Action item
Go through the listing below and output exactly the line with "pub struct BisectEngine", the line with "new bisection engine.", and each line between; omit the rest.
-------- Information supplied --------
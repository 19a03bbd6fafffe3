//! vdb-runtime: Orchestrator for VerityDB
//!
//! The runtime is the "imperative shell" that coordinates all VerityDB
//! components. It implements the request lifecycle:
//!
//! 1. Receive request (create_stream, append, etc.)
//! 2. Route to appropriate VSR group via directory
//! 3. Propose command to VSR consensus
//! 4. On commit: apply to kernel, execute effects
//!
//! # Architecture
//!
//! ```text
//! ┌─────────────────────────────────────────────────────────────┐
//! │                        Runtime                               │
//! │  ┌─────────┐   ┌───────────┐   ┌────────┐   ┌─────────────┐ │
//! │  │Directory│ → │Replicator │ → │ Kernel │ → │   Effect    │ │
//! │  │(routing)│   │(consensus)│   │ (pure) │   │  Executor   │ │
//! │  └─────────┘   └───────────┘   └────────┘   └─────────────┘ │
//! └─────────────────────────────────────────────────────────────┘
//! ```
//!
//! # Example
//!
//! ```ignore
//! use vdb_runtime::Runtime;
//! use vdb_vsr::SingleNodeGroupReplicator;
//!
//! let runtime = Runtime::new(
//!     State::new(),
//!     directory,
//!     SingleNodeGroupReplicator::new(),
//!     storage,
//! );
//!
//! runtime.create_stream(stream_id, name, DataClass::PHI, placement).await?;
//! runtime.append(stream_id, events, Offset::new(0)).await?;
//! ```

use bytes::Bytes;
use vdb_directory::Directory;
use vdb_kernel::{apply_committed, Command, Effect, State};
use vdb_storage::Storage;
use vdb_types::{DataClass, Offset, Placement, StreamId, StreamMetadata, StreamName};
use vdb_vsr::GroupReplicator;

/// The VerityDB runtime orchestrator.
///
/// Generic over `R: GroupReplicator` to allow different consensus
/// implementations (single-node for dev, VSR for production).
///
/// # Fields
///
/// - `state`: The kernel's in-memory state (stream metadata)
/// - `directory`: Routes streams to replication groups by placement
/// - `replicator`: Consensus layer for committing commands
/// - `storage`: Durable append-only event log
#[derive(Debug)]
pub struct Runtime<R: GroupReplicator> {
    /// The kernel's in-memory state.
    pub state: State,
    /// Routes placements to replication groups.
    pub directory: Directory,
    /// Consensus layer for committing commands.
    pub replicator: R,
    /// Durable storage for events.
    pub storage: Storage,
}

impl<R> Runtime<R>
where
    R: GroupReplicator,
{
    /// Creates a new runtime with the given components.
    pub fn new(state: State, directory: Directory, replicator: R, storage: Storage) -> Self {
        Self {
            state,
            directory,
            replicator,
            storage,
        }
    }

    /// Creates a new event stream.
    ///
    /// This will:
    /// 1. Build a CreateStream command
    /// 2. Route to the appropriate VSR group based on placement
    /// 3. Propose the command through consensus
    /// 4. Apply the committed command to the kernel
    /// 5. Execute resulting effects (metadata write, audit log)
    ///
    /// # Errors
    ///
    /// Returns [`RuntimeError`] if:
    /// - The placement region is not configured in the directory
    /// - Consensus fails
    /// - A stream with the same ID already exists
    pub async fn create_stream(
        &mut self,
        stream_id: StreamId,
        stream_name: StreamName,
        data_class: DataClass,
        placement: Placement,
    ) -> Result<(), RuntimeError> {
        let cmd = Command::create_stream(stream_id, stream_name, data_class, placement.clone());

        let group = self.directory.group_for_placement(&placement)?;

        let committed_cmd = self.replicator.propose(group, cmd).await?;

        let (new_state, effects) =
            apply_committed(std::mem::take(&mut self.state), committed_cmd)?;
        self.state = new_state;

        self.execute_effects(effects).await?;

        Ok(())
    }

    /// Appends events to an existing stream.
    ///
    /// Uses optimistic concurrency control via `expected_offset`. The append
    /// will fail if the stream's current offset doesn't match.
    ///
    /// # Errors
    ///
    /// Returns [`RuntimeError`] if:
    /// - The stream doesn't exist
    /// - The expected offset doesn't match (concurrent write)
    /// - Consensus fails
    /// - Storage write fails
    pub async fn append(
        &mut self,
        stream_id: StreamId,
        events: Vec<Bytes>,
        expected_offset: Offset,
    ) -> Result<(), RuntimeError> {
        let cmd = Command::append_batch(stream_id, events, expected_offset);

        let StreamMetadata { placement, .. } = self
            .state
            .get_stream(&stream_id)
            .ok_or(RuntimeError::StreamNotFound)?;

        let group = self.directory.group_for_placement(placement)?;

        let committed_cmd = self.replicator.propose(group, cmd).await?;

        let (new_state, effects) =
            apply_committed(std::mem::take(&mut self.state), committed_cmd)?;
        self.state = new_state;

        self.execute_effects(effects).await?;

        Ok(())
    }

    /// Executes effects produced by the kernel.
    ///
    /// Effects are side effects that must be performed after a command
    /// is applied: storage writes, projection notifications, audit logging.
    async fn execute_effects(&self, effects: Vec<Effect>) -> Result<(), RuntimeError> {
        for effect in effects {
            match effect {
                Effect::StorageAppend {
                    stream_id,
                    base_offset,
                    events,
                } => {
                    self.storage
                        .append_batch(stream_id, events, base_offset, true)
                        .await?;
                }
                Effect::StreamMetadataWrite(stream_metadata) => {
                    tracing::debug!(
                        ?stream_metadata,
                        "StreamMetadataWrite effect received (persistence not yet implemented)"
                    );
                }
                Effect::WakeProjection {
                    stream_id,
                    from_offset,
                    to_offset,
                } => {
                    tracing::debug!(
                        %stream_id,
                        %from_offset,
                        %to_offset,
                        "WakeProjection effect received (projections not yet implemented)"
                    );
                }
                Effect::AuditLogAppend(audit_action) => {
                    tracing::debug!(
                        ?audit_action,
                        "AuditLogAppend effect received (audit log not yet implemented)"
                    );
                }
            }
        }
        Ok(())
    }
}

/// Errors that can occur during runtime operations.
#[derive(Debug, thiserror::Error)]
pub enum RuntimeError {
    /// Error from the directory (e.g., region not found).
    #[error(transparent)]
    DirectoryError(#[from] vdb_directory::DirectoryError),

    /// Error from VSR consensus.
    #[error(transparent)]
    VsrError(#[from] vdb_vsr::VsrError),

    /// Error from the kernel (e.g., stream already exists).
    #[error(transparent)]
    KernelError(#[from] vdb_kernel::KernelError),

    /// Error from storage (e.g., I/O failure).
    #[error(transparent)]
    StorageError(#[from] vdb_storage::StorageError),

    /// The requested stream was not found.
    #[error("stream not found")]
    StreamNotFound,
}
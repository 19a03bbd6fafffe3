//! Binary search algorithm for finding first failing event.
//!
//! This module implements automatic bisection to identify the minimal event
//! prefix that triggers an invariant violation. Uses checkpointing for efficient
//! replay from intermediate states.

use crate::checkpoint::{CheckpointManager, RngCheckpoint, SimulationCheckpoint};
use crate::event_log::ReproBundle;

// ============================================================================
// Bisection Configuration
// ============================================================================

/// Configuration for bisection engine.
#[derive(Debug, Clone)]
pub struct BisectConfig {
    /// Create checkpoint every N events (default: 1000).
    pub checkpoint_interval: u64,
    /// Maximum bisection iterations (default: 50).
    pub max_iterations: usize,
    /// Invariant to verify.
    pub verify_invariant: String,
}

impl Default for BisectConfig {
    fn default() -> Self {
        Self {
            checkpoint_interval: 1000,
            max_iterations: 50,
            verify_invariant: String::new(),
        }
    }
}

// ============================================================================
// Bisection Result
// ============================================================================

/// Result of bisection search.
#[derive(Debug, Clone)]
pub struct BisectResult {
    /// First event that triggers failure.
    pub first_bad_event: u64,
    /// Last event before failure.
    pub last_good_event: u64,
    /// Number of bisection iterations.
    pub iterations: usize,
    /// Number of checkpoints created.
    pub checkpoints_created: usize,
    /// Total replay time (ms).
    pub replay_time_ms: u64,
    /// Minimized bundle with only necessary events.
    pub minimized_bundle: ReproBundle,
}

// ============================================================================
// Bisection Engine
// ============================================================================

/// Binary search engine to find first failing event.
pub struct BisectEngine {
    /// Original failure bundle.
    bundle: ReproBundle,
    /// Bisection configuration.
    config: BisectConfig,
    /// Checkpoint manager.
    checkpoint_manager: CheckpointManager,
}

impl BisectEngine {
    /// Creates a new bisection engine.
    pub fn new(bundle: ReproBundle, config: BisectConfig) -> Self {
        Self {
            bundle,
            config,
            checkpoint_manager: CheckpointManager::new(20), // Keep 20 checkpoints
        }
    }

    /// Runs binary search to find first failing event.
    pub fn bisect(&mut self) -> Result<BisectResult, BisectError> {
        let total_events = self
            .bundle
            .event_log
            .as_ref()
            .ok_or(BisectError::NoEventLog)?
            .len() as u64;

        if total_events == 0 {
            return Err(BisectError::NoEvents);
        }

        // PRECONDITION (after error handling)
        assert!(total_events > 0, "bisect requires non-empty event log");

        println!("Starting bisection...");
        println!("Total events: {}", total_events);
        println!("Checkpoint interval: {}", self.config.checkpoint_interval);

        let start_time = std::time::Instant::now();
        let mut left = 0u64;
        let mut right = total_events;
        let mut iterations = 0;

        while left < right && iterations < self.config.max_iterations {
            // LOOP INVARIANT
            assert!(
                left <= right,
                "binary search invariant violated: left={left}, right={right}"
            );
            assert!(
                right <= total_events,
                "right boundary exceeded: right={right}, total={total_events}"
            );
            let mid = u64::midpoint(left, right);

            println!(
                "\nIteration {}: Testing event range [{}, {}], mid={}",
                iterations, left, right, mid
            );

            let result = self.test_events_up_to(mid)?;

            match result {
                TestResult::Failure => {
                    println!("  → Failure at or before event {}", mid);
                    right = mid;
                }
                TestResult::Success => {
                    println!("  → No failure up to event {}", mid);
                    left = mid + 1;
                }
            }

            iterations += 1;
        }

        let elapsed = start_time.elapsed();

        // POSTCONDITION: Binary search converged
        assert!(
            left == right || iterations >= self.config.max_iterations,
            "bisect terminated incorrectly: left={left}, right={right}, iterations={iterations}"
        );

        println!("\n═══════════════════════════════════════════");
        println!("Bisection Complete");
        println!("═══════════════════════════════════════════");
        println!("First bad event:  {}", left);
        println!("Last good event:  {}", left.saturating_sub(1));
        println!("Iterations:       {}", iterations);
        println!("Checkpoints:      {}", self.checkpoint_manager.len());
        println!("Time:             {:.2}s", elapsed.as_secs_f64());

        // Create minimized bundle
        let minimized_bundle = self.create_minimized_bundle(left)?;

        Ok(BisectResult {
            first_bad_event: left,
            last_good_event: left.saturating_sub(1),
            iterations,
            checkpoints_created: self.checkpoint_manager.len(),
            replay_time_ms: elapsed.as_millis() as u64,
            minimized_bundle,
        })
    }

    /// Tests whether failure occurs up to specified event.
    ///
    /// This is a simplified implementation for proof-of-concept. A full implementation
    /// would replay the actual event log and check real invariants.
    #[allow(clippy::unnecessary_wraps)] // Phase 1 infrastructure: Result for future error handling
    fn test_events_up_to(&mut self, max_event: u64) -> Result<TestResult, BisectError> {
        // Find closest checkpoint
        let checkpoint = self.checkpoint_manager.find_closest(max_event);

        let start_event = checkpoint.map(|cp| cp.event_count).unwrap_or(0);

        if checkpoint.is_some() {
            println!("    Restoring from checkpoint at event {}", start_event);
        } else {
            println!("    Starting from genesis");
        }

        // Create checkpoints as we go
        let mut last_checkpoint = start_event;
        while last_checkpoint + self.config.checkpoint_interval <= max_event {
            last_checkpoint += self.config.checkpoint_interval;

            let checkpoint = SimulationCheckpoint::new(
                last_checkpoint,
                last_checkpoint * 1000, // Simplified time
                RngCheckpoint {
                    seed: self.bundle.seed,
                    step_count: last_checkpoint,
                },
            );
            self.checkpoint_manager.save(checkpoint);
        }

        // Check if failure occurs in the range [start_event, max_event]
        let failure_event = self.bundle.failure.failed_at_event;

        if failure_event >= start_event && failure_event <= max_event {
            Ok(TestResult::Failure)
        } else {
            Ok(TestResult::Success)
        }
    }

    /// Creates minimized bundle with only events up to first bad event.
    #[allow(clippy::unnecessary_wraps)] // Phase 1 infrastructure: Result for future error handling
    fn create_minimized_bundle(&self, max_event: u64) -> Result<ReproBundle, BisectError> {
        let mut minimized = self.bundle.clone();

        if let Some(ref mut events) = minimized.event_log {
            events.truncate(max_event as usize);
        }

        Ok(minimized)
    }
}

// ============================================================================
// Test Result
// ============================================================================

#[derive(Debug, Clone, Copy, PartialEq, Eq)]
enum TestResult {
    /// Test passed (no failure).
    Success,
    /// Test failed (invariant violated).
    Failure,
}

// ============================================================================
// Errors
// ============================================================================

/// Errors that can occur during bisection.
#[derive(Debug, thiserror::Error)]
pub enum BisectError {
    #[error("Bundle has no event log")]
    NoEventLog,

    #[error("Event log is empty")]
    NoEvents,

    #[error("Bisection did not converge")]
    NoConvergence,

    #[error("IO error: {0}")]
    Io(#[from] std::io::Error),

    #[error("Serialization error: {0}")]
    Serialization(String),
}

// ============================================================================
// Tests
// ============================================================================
--------
Result
pub struct BisectEngine {
    /// Original failure bundle.
    bundle: ReproBundle,
    /// Bisection configuration.
    config: BisectConfig,
    /// Checkpoint manager.
    checkpoint_manager: CheckpointManager,
}

impl BisectEngine {
    /// Creates a new bisection engine.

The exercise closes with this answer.